*** Begin section ***

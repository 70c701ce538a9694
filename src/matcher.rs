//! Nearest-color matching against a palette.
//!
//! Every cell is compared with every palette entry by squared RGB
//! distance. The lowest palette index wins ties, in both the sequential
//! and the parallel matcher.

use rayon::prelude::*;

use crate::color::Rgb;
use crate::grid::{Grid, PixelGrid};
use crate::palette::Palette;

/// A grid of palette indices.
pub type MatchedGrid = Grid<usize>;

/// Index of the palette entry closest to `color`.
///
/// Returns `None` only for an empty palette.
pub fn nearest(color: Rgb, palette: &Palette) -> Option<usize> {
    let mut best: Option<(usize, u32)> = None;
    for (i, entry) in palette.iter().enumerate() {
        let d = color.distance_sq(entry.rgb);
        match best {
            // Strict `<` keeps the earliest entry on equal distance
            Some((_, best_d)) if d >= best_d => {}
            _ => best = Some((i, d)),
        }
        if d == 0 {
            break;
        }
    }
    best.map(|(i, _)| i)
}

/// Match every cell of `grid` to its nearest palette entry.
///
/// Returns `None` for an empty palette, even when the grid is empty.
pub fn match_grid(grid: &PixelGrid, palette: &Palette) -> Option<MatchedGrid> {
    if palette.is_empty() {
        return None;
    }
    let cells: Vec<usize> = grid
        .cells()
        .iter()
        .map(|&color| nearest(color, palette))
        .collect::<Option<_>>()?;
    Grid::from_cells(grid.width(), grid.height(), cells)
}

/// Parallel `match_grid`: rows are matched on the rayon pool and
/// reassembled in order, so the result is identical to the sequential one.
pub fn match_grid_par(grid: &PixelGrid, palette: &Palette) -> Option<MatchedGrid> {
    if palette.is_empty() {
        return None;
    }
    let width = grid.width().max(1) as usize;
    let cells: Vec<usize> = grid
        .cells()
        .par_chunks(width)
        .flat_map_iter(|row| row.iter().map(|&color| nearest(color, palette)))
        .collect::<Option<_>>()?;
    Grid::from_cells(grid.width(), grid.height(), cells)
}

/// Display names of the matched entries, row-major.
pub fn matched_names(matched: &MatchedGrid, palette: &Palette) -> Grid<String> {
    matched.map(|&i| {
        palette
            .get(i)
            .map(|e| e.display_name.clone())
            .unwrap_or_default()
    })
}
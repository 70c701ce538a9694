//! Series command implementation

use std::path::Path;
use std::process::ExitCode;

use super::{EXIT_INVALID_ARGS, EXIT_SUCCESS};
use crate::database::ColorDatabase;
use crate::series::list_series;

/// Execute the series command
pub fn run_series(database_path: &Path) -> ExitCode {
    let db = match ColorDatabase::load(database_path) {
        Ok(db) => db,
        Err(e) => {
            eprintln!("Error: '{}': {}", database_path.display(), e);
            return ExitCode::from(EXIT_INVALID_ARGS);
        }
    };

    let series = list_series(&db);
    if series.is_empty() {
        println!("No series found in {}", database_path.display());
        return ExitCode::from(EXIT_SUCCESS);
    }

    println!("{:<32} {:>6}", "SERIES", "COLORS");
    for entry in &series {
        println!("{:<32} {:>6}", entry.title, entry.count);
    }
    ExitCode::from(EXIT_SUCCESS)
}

*** End section ***

### WHAT YOU ARE ASKED TO DO
Each line above needs to be returned exactly as it is.

### TASK RESULT
repository 70c701ce538a9694
filename src/matcher.rs
//! Nearest-color matching against a palette.
//!
//! Every cell is compared with every palette entry by squared RGB
//! distance. The lowest palette index wins ties, in both the sequential
//! and the parallel matcher.

use rayon::prelude::*;

use crate::color::Rgb;
use crate::grid::{Grid, PixelGrid};
use crate::palette::Palette;

/// A grid of palette indices.
pub type MatchedGrid = Grid<usize>;

/// Index of the palette entry closest to `color`.
///
/// Returns `None` only for an empty palette.
pub fn nearest(color: Rgb, palette: &Palette) -> Option<usize> {
    let mut best: Option<(usize, u32)> = None;
    for (i, entry) in palette.iter().enumerate() {
        let d = color.distance_sq(entry.rgb);
        match best {
            // Strict `<` keeps the earliest entry on equal distance
            Some((_, best_d)) if d >= best_d => {}
            _ => best = Some((i, d)),
        }
        if d == 0 {
            break;
        }
    }
    best.map(|(i, _)| i)
}

/// Match every cell of `grid` to its nearest palette entry.
///
/// Returns `None` for an empty palette, even when the grid is empty.
pub fn match_grid(grid: &PixelGrid, palette: &Palette) -> Option<MatchedGrid> {
    if palette.is_empty() {
        return None;
    }
    let cells: Vec<usize> = grid
        .cells()
        .iter()
        .map(|&color| nearest(color, palette))
        .collect::<Option<_>>()?;
    Grid::from_cells(grid.width(), grid.height(), cells)
}

/// Parallel `match_grid`: rows are matched on the rayon pool and
/// reassembled in order, so the result is identical to the sequential one.
pub fn match_grid_par(grid: &PixelGrid, palette: &Palette) -> Option<MatchedGrid> {
    if palette.is_empty() {
        return None;
    }
    let width = grid.width().max(1) as usize;
    let cells: Vec<usize> = grid
        .cells()
        .par_chunks(width)
        .flat_map_iter(|row| row.iter().map(|&color| nearest(color, palette)))
        .collect::<Option<_>>()?;
    Grid::from_cells(grid.width(), grid.height(), cells)
}

/// Display names of the matched entries, row-major.
pub fn matched_names(matched: &MatchedGrid, palette: &Palette) -> Grid<String> {
    matched.map(|&i| {
        palette
            .get(i)
            .map(|e| e.display_name.clone())
            .unwrap_or_default()
    })
}
repository 70c701ce538a9694
//! Series command implementation

use std::path::Path;
use std::process::ExitCode;

use super::{EXIT_INVALID_ARGS, EXIT_SUCCESS};
use crate::database::ColorDatabase;
use crate::series::list_series;

/// Execute the series command
pub fn run_series(database_path: &Path) -> ExitCode {
    let db = match ColorDatabase::load(database_path) {
        Ok(db) => db,
        Err(e) => {
            eprintln!("Error: '{}': {}", database_path.display(), e);
            return ExitCode::from(EXIT_INVALID_ARGS);
        }
    };

    let series = list_series(&db);
    if series.is_empty() {
        println!("No series found in {}", database_path.display());
        return ExitCode::from(EXIT_SUCCESS);
    }

    println!("{:<32} {:>6}", "SERIES", "COLORS");
    for entry in &series {
        println!("{:<32} {:>6}", entry.title, entry.count);
    }
    ExitCode::from(EXIT_SUCCESS)
}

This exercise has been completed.